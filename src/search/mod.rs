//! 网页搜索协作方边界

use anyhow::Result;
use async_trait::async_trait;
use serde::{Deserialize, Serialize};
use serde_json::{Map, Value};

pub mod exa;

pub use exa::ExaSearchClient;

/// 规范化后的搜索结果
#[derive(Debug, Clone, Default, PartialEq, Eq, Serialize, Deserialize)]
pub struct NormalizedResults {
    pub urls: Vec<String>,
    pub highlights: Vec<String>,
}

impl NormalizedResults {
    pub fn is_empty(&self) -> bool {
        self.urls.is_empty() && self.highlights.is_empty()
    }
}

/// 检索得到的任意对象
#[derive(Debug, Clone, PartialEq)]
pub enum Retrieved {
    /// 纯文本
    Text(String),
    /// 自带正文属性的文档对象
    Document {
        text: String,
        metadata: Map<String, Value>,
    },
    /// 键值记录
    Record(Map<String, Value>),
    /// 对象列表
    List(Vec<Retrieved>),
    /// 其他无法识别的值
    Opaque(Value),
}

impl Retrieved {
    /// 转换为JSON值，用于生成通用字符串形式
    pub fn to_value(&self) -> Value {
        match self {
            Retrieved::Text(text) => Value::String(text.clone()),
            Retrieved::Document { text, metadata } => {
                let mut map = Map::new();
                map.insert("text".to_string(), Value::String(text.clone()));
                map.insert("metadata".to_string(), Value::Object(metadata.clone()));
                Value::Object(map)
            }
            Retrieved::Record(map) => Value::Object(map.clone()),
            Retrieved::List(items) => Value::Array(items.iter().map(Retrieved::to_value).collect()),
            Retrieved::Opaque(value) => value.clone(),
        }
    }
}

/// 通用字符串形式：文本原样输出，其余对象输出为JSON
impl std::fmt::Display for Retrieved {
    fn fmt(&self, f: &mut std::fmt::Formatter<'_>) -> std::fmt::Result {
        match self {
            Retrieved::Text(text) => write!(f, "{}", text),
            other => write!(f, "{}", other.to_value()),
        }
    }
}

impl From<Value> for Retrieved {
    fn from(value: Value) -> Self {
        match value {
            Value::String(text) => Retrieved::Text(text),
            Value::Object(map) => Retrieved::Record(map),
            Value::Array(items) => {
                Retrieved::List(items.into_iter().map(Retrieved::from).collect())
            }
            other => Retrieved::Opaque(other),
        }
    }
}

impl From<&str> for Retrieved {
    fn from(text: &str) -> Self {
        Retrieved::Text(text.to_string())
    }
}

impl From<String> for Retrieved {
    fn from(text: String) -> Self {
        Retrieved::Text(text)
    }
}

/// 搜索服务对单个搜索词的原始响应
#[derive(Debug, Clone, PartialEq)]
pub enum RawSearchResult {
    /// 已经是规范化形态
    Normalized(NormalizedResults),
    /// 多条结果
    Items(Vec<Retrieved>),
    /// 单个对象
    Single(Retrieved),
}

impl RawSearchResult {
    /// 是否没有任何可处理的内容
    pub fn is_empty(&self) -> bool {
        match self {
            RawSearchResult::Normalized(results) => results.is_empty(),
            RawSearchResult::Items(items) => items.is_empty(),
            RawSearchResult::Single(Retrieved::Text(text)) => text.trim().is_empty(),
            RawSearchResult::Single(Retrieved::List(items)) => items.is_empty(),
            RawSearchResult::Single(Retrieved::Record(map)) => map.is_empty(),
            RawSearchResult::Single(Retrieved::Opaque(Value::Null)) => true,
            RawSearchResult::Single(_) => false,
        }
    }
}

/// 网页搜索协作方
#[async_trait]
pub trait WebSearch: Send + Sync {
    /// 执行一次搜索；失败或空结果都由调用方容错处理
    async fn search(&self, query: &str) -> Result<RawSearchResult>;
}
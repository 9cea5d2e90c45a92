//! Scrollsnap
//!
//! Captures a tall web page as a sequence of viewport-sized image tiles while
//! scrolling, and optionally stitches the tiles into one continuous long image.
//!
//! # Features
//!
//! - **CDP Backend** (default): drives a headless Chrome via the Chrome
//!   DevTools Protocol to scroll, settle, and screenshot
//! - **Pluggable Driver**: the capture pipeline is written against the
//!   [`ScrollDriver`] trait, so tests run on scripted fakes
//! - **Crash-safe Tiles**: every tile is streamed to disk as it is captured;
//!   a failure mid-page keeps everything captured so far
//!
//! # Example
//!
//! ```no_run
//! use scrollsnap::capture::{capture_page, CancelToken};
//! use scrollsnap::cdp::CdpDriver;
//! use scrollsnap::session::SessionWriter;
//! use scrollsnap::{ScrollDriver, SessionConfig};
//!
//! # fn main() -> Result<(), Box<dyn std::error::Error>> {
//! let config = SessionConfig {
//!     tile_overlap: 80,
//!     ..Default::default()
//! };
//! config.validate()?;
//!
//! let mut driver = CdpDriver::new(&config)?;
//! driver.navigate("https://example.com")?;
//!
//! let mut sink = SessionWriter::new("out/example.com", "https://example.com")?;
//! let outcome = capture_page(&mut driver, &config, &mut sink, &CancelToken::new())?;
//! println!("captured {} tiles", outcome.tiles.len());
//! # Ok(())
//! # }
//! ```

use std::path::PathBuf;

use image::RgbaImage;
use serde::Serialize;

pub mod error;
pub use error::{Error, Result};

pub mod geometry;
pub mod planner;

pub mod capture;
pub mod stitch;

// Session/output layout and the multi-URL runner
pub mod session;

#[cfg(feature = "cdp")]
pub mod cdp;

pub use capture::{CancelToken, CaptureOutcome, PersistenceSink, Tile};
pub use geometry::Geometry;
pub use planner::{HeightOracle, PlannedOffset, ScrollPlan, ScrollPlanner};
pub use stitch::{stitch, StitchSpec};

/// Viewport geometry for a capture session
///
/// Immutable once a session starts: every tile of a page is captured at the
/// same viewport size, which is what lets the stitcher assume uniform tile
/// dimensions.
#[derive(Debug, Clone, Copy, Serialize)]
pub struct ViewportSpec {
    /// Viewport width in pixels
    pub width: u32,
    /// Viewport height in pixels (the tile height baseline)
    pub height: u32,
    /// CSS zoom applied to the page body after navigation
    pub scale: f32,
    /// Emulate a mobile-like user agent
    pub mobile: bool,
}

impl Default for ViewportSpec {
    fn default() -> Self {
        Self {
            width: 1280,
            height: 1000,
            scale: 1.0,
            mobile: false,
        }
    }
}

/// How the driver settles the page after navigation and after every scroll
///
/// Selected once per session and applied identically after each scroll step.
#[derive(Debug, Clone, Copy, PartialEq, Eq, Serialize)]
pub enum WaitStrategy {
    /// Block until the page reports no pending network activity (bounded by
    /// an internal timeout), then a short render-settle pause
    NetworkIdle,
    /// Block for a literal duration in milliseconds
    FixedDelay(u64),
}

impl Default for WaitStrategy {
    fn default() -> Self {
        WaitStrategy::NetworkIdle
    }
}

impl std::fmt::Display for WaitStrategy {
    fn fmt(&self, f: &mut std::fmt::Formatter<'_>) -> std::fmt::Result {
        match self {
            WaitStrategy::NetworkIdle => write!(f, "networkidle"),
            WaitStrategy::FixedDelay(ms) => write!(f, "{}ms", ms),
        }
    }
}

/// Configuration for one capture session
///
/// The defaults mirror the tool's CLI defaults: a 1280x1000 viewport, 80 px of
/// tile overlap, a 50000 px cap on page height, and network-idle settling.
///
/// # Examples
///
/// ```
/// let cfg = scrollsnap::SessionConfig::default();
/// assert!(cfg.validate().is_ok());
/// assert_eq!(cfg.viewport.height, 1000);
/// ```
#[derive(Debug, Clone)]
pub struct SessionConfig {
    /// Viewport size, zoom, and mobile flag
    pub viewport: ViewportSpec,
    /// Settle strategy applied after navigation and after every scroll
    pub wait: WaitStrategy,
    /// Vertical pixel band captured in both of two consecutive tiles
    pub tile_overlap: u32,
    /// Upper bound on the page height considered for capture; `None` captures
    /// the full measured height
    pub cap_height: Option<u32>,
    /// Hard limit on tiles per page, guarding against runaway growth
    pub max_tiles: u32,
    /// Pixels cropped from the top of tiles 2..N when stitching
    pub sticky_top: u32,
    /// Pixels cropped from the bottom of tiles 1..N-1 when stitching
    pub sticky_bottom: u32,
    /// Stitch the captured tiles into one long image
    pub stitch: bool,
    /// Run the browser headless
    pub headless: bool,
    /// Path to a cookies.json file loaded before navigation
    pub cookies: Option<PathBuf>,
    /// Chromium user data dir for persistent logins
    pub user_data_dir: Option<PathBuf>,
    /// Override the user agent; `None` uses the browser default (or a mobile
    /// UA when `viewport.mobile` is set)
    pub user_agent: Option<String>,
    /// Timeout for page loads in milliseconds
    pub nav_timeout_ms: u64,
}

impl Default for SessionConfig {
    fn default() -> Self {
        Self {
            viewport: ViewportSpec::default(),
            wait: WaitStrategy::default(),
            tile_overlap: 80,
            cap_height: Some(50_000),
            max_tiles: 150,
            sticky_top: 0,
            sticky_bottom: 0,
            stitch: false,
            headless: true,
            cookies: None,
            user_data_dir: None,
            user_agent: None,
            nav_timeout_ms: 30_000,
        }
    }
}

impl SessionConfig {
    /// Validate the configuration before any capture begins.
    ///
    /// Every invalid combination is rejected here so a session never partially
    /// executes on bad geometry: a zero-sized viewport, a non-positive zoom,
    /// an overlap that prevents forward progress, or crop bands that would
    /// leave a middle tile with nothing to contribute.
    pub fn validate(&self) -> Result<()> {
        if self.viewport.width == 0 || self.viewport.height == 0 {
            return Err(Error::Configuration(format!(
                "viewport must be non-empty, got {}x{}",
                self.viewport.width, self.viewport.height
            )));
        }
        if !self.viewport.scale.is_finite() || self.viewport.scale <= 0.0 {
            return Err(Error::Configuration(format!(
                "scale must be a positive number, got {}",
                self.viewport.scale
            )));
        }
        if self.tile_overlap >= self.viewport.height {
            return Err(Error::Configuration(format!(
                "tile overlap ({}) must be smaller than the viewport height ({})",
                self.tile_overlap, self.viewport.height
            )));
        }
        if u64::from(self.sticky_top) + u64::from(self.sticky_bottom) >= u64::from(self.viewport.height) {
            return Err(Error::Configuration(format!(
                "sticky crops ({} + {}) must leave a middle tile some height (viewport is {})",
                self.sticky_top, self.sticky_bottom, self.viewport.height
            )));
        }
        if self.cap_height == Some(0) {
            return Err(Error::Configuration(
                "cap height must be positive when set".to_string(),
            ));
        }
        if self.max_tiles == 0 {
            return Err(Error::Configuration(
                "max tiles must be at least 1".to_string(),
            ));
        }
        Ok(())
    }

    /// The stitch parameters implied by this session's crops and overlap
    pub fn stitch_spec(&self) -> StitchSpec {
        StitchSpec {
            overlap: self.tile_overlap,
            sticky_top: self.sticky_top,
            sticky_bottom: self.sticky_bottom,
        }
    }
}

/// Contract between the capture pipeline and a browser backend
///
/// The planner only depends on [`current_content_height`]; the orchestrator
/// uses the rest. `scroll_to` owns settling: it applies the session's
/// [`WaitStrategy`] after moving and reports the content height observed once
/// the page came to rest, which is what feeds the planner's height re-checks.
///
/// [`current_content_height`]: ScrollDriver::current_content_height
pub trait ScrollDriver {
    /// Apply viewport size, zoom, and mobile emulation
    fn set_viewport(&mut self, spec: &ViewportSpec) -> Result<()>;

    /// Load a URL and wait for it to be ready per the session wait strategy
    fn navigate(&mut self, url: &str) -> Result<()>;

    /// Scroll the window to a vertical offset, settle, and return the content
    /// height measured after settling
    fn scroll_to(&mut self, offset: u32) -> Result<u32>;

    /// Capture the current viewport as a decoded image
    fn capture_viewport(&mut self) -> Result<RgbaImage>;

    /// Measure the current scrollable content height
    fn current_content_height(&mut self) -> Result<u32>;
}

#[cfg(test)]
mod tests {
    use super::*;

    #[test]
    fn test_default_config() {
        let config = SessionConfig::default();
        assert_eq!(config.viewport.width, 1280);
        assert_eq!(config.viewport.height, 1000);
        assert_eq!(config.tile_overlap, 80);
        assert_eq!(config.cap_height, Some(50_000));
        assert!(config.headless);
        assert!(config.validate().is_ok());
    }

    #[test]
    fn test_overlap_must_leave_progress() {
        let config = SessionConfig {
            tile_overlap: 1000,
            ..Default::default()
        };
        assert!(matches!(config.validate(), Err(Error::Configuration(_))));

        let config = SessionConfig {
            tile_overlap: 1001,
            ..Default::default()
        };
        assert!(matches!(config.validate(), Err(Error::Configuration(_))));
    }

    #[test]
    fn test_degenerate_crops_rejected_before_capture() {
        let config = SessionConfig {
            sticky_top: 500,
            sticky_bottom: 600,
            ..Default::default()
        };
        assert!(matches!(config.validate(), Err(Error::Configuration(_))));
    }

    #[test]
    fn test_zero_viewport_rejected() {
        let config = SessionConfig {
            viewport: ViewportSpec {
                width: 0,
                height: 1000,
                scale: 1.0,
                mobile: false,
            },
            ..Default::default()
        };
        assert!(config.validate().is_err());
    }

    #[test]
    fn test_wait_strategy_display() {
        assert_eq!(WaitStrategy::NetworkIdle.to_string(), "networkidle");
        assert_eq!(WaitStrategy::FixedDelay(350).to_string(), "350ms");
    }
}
☆ ☆ ☆ ☆ ☆ ☆ ☆
WORK TO BE COMPLETED => Find the word "WaitStrategy" in the records. Copy every line it appears in.

EXERCISE RESPONSE =>
pub enum WaitStrategy {
impl Default for WaitStrategy {
        WaitStrategy::NetworkIdle
impl std::fmt::Display for WaitStrategy {
            WaitStrategy::NetworkIdle => write!(f, "networkidle"),
            WaitStrategy::FixedDelay(ms) => write!(f, "{}ms", ms),
    pub wait: WaitStrategy,
            wait: WaitStrategy::default(),
/// [`WaitStrategy`] after moving and reports the content height observed once
        assert_eq!(WaitStrategy::NetworkIdle.to_string(), "networkidle");
        assert_eq!(WaitStrategy::FixedDelay(350).to_string(), "350ms");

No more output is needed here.